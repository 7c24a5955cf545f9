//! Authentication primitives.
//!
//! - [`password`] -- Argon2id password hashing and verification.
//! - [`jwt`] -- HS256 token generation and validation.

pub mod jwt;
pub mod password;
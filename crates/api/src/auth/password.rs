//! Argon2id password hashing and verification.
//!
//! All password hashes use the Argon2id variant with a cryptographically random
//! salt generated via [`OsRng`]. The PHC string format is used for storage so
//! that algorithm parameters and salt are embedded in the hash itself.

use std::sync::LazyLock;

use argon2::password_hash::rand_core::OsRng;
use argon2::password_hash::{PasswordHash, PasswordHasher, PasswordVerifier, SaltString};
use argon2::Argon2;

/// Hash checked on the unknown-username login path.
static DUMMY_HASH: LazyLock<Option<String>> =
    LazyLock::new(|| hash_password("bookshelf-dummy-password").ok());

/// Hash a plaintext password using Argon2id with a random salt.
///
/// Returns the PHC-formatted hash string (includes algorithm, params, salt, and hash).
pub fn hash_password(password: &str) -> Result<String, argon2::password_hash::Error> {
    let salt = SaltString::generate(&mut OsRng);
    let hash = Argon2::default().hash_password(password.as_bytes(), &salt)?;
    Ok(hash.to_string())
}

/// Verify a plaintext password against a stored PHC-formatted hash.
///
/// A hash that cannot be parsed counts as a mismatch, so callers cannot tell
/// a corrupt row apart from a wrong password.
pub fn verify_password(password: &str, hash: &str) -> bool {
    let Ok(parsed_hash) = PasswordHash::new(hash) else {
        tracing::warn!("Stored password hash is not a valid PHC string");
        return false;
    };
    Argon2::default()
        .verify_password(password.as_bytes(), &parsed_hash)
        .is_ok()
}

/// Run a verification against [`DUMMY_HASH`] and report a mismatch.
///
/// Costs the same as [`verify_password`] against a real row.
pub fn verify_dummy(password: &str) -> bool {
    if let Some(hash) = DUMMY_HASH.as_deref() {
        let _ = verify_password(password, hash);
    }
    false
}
○ ○ ○ ○ ○
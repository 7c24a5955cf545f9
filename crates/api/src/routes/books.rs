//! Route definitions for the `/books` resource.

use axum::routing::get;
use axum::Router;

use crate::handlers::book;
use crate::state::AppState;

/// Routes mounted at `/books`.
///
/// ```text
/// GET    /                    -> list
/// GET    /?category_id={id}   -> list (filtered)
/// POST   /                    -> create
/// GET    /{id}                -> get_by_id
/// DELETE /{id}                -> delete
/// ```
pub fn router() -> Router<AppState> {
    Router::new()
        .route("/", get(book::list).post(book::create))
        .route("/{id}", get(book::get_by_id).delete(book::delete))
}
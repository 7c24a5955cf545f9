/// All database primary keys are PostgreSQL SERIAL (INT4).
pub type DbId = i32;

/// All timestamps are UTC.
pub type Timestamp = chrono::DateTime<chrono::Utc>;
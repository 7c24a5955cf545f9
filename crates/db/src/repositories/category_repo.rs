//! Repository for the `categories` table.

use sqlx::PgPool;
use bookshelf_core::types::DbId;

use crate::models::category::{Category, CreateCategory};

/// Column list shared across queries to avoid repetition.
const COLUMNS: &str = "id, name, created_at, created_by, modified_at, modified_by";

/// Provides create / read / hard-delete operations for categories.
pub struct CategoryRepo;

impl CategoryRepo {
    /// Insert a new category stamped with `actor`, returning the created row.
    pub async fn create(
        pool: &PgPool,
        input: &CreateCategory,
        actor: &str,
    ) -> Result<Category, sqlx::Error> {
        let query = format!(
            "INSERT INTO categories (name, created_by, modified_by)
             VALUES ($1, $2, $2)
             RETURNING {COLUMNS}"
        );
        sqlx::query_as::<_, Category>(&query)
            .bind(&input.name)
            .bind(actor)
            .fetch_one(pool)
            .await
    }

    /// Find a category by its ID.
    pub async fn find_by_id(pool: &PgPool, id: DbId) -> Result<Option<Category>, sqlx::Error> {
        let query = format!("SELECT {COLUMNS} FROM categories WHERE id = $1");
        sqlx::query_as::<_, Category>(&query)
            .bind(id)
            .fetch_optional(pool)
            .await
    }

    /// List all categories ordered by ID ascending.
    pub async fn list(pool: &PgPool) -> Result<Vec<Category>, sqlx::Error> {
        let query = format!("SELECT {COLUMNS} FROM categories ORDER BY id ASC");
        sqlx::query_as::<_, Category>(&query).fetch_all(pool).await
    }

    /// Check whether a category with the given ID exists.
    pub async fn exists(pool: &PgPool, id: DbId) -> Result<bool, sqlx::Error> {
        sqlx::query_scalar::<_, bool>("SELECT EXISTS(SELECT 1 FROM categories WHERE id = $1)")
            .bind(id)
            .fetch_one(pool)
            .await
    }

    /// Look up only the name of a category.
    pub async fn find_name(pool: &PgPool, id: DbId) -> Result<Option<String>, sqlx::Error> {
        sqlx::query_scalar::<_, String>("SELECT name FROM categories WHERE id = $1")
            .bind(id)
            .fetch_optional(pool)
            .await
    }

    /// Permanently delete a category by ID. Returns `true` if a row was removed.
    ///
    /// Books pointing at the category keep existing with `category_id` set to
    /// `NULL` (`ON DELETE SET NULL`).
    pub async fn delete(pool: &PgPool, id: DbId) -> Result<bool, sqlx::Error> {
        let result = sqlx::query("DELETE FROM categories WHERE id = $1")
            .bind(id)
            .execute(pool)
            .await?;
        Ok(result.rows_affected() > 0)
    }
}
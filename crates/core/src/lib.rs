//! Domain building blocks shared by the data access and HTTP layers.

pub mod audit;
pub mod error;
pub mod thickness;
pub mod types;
○ ○ ○ ○ ○
# [What you will do]
Only the lines above from the one with "pub fn hash_password(password: &str)" up to and including the one with "let Ok(parsed_hash) = PasswordHash::new(hash)" should be repeated, exactly as written.

# [Solution below]
pub fn hash_password(password: &str) -> Result<String, argon2::password_hash::Error> {
    let salt = SaltString::generate(&mut OsRng);
    let hash = Argon2::default().hash_password(password.as_bytes(), &salt)?;
    Ok(hash.to_string())
}

/// Verify a plaintext password against a stored PHC-formatted hash.
///
/// A hash that cannot be parsed counts as a mismatch, so callers cannot tell
/// a corrupt row apart from a wrong password.
pub fn verify_password(password: &str, hash: &str) -> bool {
    let Ok(parsed_hash) = PasswordHash::new(hash) else {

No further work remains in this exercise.